Soloselbstständige Künstler:innen in der Pandemie: Post an die Prekären

2020 glänzte Brandenburgs Regierung mit einer Soforthilfe. Jetzt fordert sie zu Rückzahlungen auf. Was heißt das für soloselbstständige Kulturschaffende - nach zwei Jahren Corona?

Potsdam - Stellen Sie sich vor, Sie sind Julia. Julia ist Musikerin. Sagen wir Flötistin. Sie leben davon, dass Sie Auftritte haben. Im März 2020 werden Auftritte unmöglich. Alle Engagements werden abgesagt. Sie haben keine Einkünfte mehr, Rücklagen hatten Sie noch nie. Zum Glück gibt es eine Soforthilfe. Sie greifen sofort zu. Sie erhalten eine Unterstützung, vielleicht 2000 Euro. Zwei Jahre gehen ins Land. Sie hangeln sich durch. Und dann kommt ein Brief, der Sie befürchten lässt, Sie müssten 2000 Euro zurückzahlen.

So oder so ähnlich erging es vielen soloselbstständigen Künstler:innen zu Jahresbeginn. Viele haben Briefe von der Landesinvestitionsbank, kurz ILB, erhalten, die zur „Selbstüberprüfung“ im Kontext von im Jahr 2020 erhaltenen Soforthilfen auffordern.

Bei frühen Anträgen gelten auch Einnahmeverluste 

Die gute Nachricht dieses Textes ist, dass Julia ein Stück weit beruhigt sein darf. Eine PNN-Nachfrage bei der ILB ergibt: Inzwischen sei „ein ergänzendes Schreiben“ an alle Antragsteller:innen versendet worden, deren Antrag nach der ersten Richtlinie vom 24. März bewilligt wurde - das betreffe rund 3000 Begünstigte. Es gelte für sie demnach eine „erweiterte Schadensbetrachtung“, wonach auch „betriebliche monatliche Einnahmeverluste“ geltend gemacht werden können. Einnahmeausfälle also? Die kurze Antwort lautet: Ja. Die lange Antwort: Es gebe Einschränkungen, so ein ILB-Sprecher. Daher sei unbedingt die ILB-Hotline zu kontaktieren.

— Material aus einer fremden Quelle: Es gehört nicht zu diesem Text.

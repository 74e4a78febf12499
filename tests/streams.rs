mod test_utils;

use std::time::Duration;

use resp_server::resp::RespValue;
use test_utils::{TestEnv, bulk, error, null, simple};
use tokio::time::Instant;

fn entry(id: &str, fields: &[&str]) -> RespValue {
    RespValue::Array(vec![
        RespValue::bulk(id),
        RespValue::Array(fields.iter().map(RespValue::bulk).collect()),
    ])
}

fn stream_reply(key: &str, entries: Vec<RespValue>) -> RespValue {
    RespValue::Array(vec![RespValue::bulk(key), RespValue::Array(entries)])
}

#[tokio::test]
async fn test_xadd_ids() {
    let mut env = TestEnv::new_master_server();
    env.connect(1);

    let test_cases: Vec<(Vec<&str>, Option<RespValue>)> = vec![
        (
            vec!["XADD", "weather", "0-0", "temp", "1"],
            error("ERR The ID specified in XADD must be greater than 0-0"),
        ),
        (vec!["XADD", "weather", "0-*", "temp", "1"], bulk("0-1")),
        (vec!["XADD", "weather", "1-1", "temp", "2"], bulk("1-1")),
        (
            vec!["XADD", "weather", "1-1", "temp", "3"],
            error("ERR The ID specified in XADD is equal or smaller than the target stream top item"),
        ),
        (
            vec!["XADD", "weather", "0-5", "temp", "3"],
            error("ERR The ID specified in XADD is equal or smaller than the target stream top item"),
        ),
        (vec!["XADD", "weather", "1-*", "temp", "4"], bulk("1-2")),
        (vec!["XADD", "weather", "5-*", "temp", "5"], bulk("5-0")),
        (vec!["XADD", "weather", "7", "temp", "6"], bulk("7-0")),
        (
            vec!["XADD", "weather", "bad-id", "temp", "7"],
            error("ERR Invalid stream ID specified as stream command argument"),
        ),
        (
            vec!["XADD", "weather", "8-0", "temp"],
            error("ERR wrong number of arguments for 'xadd' command"),
        ),
        (vec!["TYPE", "weather"], simple("stream")),
    ];

    for (command, expected) in test_cases {
        assert_eq!(env.exec(1, &command), expected, "running {:?}", command);
    }
}

#[tokio::test]
async fn test_xadd_auto_id_is_increasing() {
    let mut env = TestEnv::new_master_server();
    env.connect(1);

    let mut previous = String::new();

    for _ in 0..5 {
        let Some(RespValue::BulkString(id)) = env.exec(1, &["XADD", "events", "*", "n", "1"]) else {
            panic!("XADD must reply with the new id");
        };

        let id = String::from_utf8(id.to_vec()).unwrap();
        let (timestamp, sequence) = id.split_once('-').unwrap();
        let current = (timestamp.parse::<u64>().unwrap(), sequence.parse::<u64>().unwrap());

        if let Some((previous_timestamp, previous_sequence)) = previous.split_once('-') {
            let previous = (
                previous_timestamp.parse::<u64>().unwrap(),
                previous_sequence.parse::<u64>().unwrap(),
            );
            assert!(current > previous, "{} must follow {:?}", id, previous);
        }

        previous = id;
    }
}

#[tokio::test]
async fn test_xadd_on_string_key() {
    let mut env = TestEnv::new_master_server();
    env.connect(1);

    env.exec(1, &["SET", "plain", "value"]);

    assert_eq!(
        env.exec(1, &["XADD", "plain", "1-1", "f", "v"]),
        error("WRONGTYPE Operation against a key holding the wrong kind of value")
    );
}

#[tokio::test]
async fn test_xrange() {
    let mut env = TestEnv::new_master_server();
    env.connect(1);

    for (id, value) in [("1-1", "a"), ("1-2", "b"), ("2-0", "c"), ("3-5", "d")] {
        env.exec(1, &["XADD", "letters", id, "letter", value]);
    }

    let test_cases: Vec<(Vec<&str>, Vec<RespValue>)> = vec![
        (
            vec!["XRANGE", "letters", "-", "+"],
            vec![
                entry("1-1", &["letter", "a"]),
                entry("1-2", &["letter", "b"]),
                entry("2-0", &["letter", "c"]),
                entry("3-5", &["letter", "d"]),
            ],
        ),
        (
            vec!["XRANGE", "letters", "1", "1"],
            vec![entry("1-1", &["letter", "a"]), entry("1-2", &["letter", "b"])],
        ),
        (
            vec!["XRANGE", "letters", "1-2", "2-0"],
            vec![entry("1-2", &["letter", "b"]), entry("2-0", &["letter", "c"])],
        ),
        (
            vec!["XRANGE", "letters", "3", "+"],
            vec![entry("3-5", &["letter", "d"])],
        ),
        (vec!["XRANGE", "letters", "4", "9"], vec![]),
        (vec!["XRANGE", "letters", "3", "1"], vec![]),
        (vec!["XRANGE", "missing", "-", "+"], vec![]),
    ];

    for (command, expected) in test_cases {
        assert_eq!(
            env.exec(1, &command),
            Some(RespValue::Array(expected)),
            "running {:?}",
            command
        );
    }
}

#[tokio::test]
async fn test_xread_without_blocking() {
    let mut env = TestEnv::new_master_server();
    env.connect(1);

    env.exec(1, &["XADD", "a", "1-0", "x", "1"]);
    env.exec(1, &["XADD", "a", "2-0", "x", "2"]);
    env.exec(1, &["XADD", "b", "5-0", "y", "1"]);

    assert_eq!(
        env.exec(1, &["XREAD", "STREAMS", "a", "1-0"]),
        Some(RespValue::Array(vec![stream_reply(
            "a",
            vec![entry("2-0", &["x", "2"])]
        )]))
    );
    assert_eq!(
        env.exec(1, &["XREAD", "streams", "a", "b", "0-0", "4"]),
        Some(RespValue::Array(vec![
            stream_reply("a", vec![entry("1-0", &["x", "1"]), entry("2-0", &["x", "2"])]),
            stream_reply("b", vec![entry("5-0", &["y", "1"])]),
        ]))
    );
    assert_eq!(env.exec(1, &["XREAD", "STREAMS", "a", "b", "2-0", "5-0"]), null());
    assert_eq!(env.exec(1, &["XREAD", "STREAMS", "a", "$"]), null());
    assert_eq!(env.exec(1, &["XREAD", "STREAMS", "missing", "0-0"]), null());
    assert_eq!(
        env.exec(1, &["XREAD", "STREAMS", "a", "b", "0-0"]),
        error("ERR Unbalanced 'xread' list of streams: for each stream key an ID or '$' must be specified.")
    );
}

#[tokio::test(start_paused = true)]
async fn test_blocking_xread_is_woken_by_xadd() {
    let mut env = TestEnv::new_master_server();
    env.connect(1);
    env.connect(2);

    env.exec(1, &["XADD", "orders", "1-0", "item", "tea"]);

    env.send(2, &["XREAD", "BLOCK", "1000", "STREAMS", "orders", "$"]);
    assert!(env.state.is_blocked(2));
    assert_eq!(env.take_reply(2), None);

    // Requests from a blocked client wait behind the pending XREAD.
    env.send(2, &["PING"]);
    assert_eq!(env.take_reply(2), None);

    tokio::time::advance(Duration::from_millis(500)).await;
    env.state.expire_blocked_readers(Instant::now());
    assert!(env.state.is_blocked(2));

    assert_eq!(env.exec(1, &["XADD", "orders", "2-0", "item", "cake"]), bulk("2-0"));

    assert_eq!(
        env.take_reply(2),
        Some(RespValue::Array(vec![stream_reply(
            "orders",
            vec![entry("2-0", &["item", "cake"])]
        )]))
    );
    assert_eq!(env.take_reply(2), simple("PONG"));
    assert!(!env.state.is_blocked(2));
}

#[tokio::test(start_paused = true)]
async fn test_blocking_xread_times_out() {
    let mut env = TestEnv::new_master_server();
    env.connect(1);

    env.send(1, &["XREAD", "BLOCK", "100", "STREAMS", "orders", "0-0"]);
    assert_eq!(env.take_reply(1), None);

    tokio::time::advance(Duration::from_millis(99)).await;
    env.state.expire_blocked_readers(Instant::now());
    assert_eq!(env.take_reply(1), None);

    tokio::time::advance(Duration::from_millis(1)).await;
    env.state.expire_blocked_readers(Instant::now());
    assert_eq!(env.take_reply(1), null());
    assert!(!env.state.is_blocked(1));
    assert_eq!(env.state.blocking.next_deadline(), None);
}

#[tokio::test(start_paused = true)]
async fn test_blocking_xread_without_timeout() {
    let mut env = TestEnv::new_master_server();
    env.connect(1);
    env.connect(2);

    env.send(2, &["XREAD", "BLOCK", "0", "STREAMS", "a", "b", "0-0", "0-0"]);
    assert_eq!(env.state.blocking.next_deadline(), None);

    tokio::time::advance(Duration::from_secs(3600)).await;
    env.state.expire_blocked_readers(Instant::now());
    assert!(env.state.is_blocked(2));

    env.exec(1, &["XADD", "b", "3-0", "k", "v"]);

    assert_eq!(
        env.take_reply(2),
        Some(RespValue::Array(vec![stream_reply(
            "b",
            vec![entry("3-0", &["k", "v"])]
        )]))
    );

    // The waiter on the other stream went away with the first reply.
    env.exec(1, &["XADD", "a", "3-0", "k", "v"]);
    assert_eq!(env.take_reply(2), None);
}

#[tokio::test(start_paused = true)]
async fn test_blocked_reader_disconnect_is_cleaned_up() {
    let mut env = TestEnv::new_master_server();
    env.connect(1);
    env.connect(2);

    env.send(2, &["XREAD", "BLOCK", "0", "STREAMS", "queue", "$"]);
    env.state.disconnect_client(2);

    assert!(!env.state.blocking.is_blocked(2));
    assert_eq!(env.exec(1, &["XADD", "queue", "1-0", "job", "1"]), bulk("1-0"));
}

So erfreulich das teilweise Einlenken des Landes bei den Soforthilfe-Rückforderungen für viele sein dürfte: Die Nachricht besagt im Grunde nur, dass bei den Zuwendungen im Falle einer Überprüfung auch die Richtlinien der Vergabe gelten. Eigentlich eine Selbstverständlichkeit. 

17 000 Anträge allein am ersten Tag

Begonnen hatte die Verwirrung damit, dass Brandenburg schnell sein wollte. Kurz nach dem Lockdown im März 2020 stellte das Land Soforthilfen zur Verfügung. Eine Unterstützung, die Soloselbstständigen hilft, muss es möglich machen, Einnahmeausfälle geltend zu machen - und bei der Soforthilfe war das zunächst auch der Fall. Der Ansturm war enorm. Allein am ersten Tag gingen 17 000 Anträge ein. Insgesamt waren es laut ILB bis Ende Juni 2020 rund 76 500. Bewilligt wurden 63 500.

Zwei Jahre später ist die Euphorie über die Maßnahme bei vielen weg. Was wie ein Segen für Soloselbstständige wirkte, erwies sich als falsches Versprechen. Nur wenige Tage nach dem Start der Soforthilfe wurden die Richtlinien geändert. Einnahmeausfälle zählten ab 2. April nicht mehr . Damit war die Brandenburger Soforthilfe auf Bundeslinie - aber für freie Künstler:innen fiel sie weg. 

Was Künstler:innen in der Pandemie tatsächlich half

Auf die Enttäuschung folgten später Hilfen, die tatsächlich etwas brachten. Die Mikrostipendien des Landes gehören dazu. Diese Unterstützung, anders als die Soforthilfe nicht rückzahlbar, wird von denen, für die sie gemeint war, fast durchweg positiv bewertet. Seit Frühjahr 2020 wurden laut Kulturministerium rund 2700 Stipendien vergeben und knapp sieben Millionen Euro ausgezahlt. Auch von den Projektförderungen der Stadt Potsdam - im Jahr 2021 insgesamt 275 000 Euro für 57 Projekte - profitierten Soloselbstständige. Für 2022 wird die voraussichtliche Fördersumme der Stadt zufolge etwa 314 000 Euro betragen. Und: 2020 war es möglich, dass Einrichtungen „Ausfallhonorare“ zahlten.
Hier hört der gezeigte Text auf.